## Your assignment
Write out, from the entries below, exactly the lines that run between the lines holding "state machine moved." and "name for logging.", inclusive, and stop there.

## Dataset excerpts
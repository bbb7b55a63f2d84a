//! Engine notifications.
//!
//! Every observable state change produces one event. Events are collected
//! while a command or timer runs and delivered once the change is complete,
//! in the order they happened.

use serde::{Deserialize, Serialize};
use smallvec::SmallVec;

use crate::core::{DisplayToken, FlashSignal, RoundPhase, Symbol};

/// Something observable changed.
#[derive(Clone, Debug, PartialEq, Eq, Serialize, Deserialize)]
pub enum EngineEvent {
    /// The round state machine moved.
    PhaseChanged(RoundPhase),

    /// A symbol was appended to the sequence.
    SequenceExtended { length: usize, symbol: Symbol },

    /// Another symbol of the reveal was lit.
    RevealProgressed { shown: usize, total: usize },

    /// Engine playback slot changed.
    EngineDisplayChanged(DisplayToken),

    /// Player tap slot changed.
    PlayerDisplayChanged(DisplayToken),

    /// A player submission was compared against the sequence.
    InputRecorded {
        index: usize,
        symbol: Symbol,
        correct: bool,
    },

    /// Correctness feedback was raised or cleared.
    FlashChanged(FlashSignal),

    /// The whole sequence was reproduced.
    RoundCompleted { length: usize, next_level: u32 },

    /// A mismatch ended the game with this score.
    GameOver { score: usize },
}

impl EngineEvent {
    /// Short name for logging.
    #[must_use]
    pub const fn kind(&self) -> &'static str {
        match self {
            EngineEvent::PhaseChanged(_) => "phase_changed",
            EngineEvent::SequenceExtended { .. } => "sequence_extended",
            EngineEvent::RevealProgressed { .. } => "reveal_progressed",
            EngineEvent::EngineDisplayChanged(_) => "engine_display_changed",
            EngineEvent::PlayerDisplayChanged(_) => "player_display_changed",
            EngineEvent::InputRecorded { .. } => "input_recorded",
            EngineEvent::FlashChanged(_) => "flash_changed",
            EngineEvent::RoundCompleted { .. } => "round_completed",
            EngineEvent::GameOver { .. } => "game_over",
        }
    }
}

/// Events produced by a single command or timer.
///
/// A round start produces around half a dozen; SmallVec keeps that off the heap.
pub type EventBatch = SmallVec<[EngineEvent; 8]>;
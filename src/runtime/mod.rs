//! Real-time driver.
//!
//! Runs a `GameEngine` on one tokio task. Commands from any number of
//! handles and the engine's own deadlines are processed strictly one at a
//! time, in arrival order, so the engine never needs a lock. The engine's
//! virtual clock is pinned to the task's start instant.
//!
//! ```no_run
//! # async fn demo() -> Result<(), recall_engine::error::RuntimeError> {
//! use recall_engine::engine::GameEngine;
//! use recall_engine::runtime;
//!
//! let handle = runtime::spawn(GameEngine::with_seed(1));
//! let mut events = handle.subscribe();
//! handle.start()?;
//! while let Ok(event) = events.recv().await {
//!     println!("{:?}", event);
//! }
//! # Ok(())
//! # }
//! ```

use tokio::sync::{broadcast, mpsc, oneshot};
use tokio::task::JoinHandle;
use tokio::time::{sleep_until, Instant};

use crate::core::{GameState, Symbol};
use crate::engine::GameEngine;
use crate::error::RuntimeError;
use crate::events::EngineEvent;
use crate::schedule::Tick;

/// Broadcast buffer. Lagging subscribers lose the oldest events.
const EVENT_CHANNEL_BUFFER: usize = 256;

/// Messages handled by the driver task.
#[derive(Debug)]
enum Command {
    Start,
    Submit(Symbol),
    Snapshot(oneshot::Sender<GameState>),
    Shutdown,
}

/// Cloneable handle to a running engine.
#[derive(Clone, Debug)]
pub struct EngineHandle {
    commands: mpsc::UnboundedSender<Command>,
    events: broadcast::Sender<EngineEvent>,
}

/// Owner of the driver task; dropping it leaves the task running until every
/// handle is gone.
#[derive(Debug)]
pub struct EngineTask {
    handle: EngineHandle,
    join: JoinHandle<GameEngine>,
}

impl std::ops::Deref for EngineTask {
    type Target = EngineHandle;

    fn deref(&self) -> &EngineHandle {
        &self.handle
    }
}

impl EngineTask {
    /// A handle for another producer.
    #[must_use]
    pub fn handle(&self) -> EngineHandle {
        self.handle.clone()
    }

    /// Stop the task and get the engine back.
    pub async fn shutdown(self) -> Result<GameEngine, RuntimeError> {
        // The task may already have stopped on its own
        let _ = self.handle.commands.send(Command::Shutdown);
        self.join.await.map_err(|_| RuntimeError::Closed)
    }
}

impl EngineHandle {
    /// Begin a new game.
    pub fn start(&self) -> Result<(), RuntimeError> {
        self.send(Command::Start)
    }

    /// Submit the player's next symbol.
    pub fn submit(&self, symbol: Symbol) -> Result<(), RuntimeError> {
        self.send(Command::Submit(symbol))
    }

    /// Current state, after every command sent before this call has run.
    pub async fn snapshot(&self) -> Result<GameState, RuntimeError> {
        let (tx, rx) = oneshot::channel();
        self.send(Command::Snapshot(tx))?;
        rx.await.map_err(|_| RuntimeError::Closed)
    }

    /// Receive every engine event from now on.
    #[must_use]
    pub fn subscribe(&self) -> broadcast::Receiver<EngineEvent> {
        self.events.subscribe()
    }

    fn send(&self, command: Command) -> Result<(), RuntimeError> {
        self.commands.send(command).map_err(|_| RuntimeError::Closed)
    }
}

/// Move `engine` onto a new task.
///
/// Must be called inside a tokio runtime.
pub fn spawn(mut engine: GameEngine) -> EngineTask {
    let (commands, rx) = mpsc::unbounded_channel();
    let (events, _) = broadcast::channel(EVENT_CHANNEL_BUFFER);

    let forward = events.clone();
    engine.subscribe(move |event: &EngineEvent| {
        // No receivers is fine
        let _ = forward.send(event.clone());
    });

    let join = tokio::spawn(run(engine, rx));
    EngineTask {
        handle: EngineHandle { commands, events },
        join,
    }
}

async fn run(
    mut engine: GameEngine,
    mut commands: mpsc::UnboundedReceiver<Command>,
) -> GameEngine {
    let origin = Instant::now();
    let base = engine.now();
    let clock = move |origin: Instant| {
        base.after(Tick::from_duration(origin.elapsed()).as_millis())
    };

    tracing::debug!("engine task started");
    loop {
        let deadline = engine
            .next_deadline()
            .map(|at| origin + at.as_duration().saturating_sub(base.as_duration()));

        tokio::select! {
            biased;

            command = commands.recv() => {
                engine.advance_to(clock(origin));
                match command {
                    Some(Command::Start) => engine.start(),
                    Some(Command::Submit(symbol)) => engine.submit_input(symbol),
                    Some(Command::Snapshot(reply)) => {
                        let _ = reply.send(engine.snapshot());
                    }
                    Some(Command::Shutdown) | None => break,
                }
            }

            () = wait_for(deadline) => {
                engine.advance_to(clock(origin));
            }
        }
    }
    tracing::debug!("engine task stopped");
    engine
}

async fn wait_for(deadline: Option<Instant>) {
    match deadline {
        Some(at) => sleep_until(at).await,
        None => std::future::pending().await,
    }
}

## Solution to this task
    /// The round state machine moved.
    PhaseChanged(RoundPhase),

    /// A symbol was appended to the sequence.
    SequenceExtended { length: usize, symbol: Symbol },

    /// Another symbol of the reveal was lit.
    RevealProgressed { shown: usize, total: usize },

    /// Engine playback slot changed.
    EngineDisplayChanged(DisplayToken),

    /// Player tap slot changed.
    PlayerDisplayChanged(DisplayToken),

    /// A player submission was compared against the sequence.
    InputRecorded {
        index: usize,
        symbol: Symbol,
        correct: bool,
    },

    /// Correctness feedback was raised or cleared.
    FlashChanged(FlashSignal),

    /// The whole sequence was reproduced.
    RoundCompleted { length: usize, next_level: u32 },

    /// A mismatch ended the game with this score.
    GameOver { score: usize },
}

impl EngineEvent {
    /// Short name for logging.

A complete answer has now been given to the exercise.